◆ WHAT NEEDS TO BE DONE:
Using the entries below, say how many of the lines carry "size". Write the number alone.

◆ DATASET ENTRIES:

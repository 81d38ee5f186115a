//! Training-plan detail page, looked up by slug.

use dioxus::prelude::*;

use common::training_plan::PlanRecord;

use crate::api::plans_api::get_plan_by_slug;
use crate::components::error_boundary::ComponentErrorDisplay;
use crate::components::not_found::NotFoundView;
use crate::components::suspend_boundary::SuspendWrapper;

const PLAN_PLACEHOLDER_IMAGE: &str = "https://via.placeholder.com/800x600?text=Plan";

#[component]
pub fn PlanDetailPage(slug: String) -> Element {
    rsx! {
        SuspendWrapper { PlanDetailLoader { slug } }
    }
}

#[component]
fn PlanDetailLoader(slug: ReadSignal<String>) -> Element {
    let plan = use_resource(move || {
        let slug = slug.read().clone();
        get_plan_by_slug(slug)
    })
    .suspend()?
    .cloned();

    match plan {
        Err(e) => rsx! { ComponentErrorDisplay { error_txt: format!("{:#?}", e) } },
        Ok(None) => rsx! {
            Title { "Plan Not Found | Hyrox Directory" }
            NotFoundView { message: "Training plan not found".to_string() }
        },
        Ok(Some(plan)) => rsx! { PlanDetailView { plan } },
    }
}

#[component]
fn PlanDetailView(plan: ReadSignal<PlanRecord>) -> Element {
    let plan = plan.read().clone();
    let image = plan
        .main_image_url
        .clone()
        .unwrap_or_else(|| PLAN_PLACEHOLDER_IMAGE.to_string());
    let coaches_line = plan.coaches.clone().map(|coaches| coaches.join(", "));

    rsx! {
        Title { "{plan.display_title()} | Hyrox Training Plan" }
        div {
            id: "x-plan-detail",
            style: "
                display: flex;
                flex-direction: column;
                gap: 24px;
                padding: 40px;
                max-width: 900px;
                margin: 0 auto;
                box-sizing: border-box;
            ",

            h1 {
                style: "font-size: 36px; font-weight: 700; color: #0F172A; margin: 0;",
                "{plan.display_title()}"
            }

            img {
                src: "{image}",
                alt: "{plan.display_title()}",
                style: "width: 100%; max-height: 420px; object-fit: cover; border-radius: 8px;",
            }

            QuickHitterGrid { plan: plan.clone() }

            if let Some(description) = plan.description.as_deref() {
                p {
                    style: "font-size: 16px; color: #374151; line-height: 1.7;",
                    "{description}"
                }
            }

            if let Some(coaches) = coaches_line {
                div {
                    style: "font-size: 15px; color: #111827;",
                    strong { "Coaches: " }
                    "{coaches}"
                }
            }

            if let Some(link) = plan.external_link.as_deref() {
                a {
                    href: "{link}",
                    target: "_blank",
                    style: "color: #2563EB; font-size: 15px;",
                    "Get This Plan"
                }
            }
        }
    }
}

/// Compact label/value grid for the plan's key facts. Missing values render
/// a literal dash rather than dropping the row.
#[component]
fn QuickHitterGrid(plan: PlanRecord) -> Element {
    let quick_hitters: Vec<(&str, String)> = vec![
        ("Category", plan.category.clone()),
        ("Fitness Level", plan.fitness_level.clone()),
        ("Daily Training Time", plan.daily_training_time.clone()),
        ("Sessions per Day", plan.sessions_per_day.clone()),
        ("Days per Week", plan.days_per_week.clone()),
        ("Hours per Week", plan.hours_per_week.clone()),
        ("Price", plan.price_text.clone()),
    ]
    .into_iter()
    .map(|(label, value)| (label, value.unwrap_or_else(|| "-".to_string())))
    .collect();

    rsx! {
        div {
            id: "x-plan-quick-hitters",
            style: "
                display: grid;
                grid-template-columns: repeat(auto-fill, minmax(200px, 1fr));
                gap: 12px;
            ",
            for (label, value) in quick_hitters {
                div {
                    key: "{label}",
                    style: "
                        background: white;
                        border: 1px solid #E5E7EB;
                        border-radius: 8px;
                        padding: 10px 14px;
                    ",
                    div {
                        style: "font-size: 12px; color: #6B7280; text-transform: uppercase; letter-spacing: 0.05em;",
                        "{label}"
                    }
                    div {
                        style: "font-size: 16px; color: #111827; font-weight: 600;",
                        "{value}"
                    }
                }
            }
        }
    }
}
//! Client API calls for gym directory endpoints.

use common::gym::GymRecord;
use dioxus::prelude::*;


#[server]
pub async fn search_gyms(query: String) -> Result<Vec<GymRecord>, ServerFnError> {
    let client = backend::db::rest_client::RestClient::shared();
    let x = backend::api::gyms::search_gyms(client, &query).await;
    x.map_err(|e| ServerFnError::ServerError { message: e.to_string(), code: 500, details: None })
}

#[server]
pub async fn featured_gyms() -> Result<Vec<GymRecord>, ServerFnError> {
    let client = backend::db::rest_client::RestClient::shared();
    let x = backend::api::gyms::featured_gyms(client).await;
    x.map_err(|e| ServerFnError::ServerError { message: e.to_string(), code: 500, details: None })
}

#[server]
pub async fn list_gyms(limit: u32, offset: u32) -> Result<Vec<GymRecord>, ServerFnError> {
    let client = backend::db::rest_client::RestClient::shared();
    let x = backend::api::gyms::list_gyms(client, limit, offset).await;
    x.map_err(|e| ServerFnError::ServerError { message: e.to_string(), code: 500, details: None })
}

#[server]
pub async fn get_gym_by_slug(slug: String) -> Result<Option<GymRecord>, ServerFnError> {
    let client = backend::db::rest_client::RestClient::shared();
    let x = backend::api::gyms::get_gym_by_slug(client, &slug).await;
    x.map_err(|e| ServerFnError::ServerError { message: e.to_string(), code: 500, details: None })
}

◆ OUTPUT BELOW:
6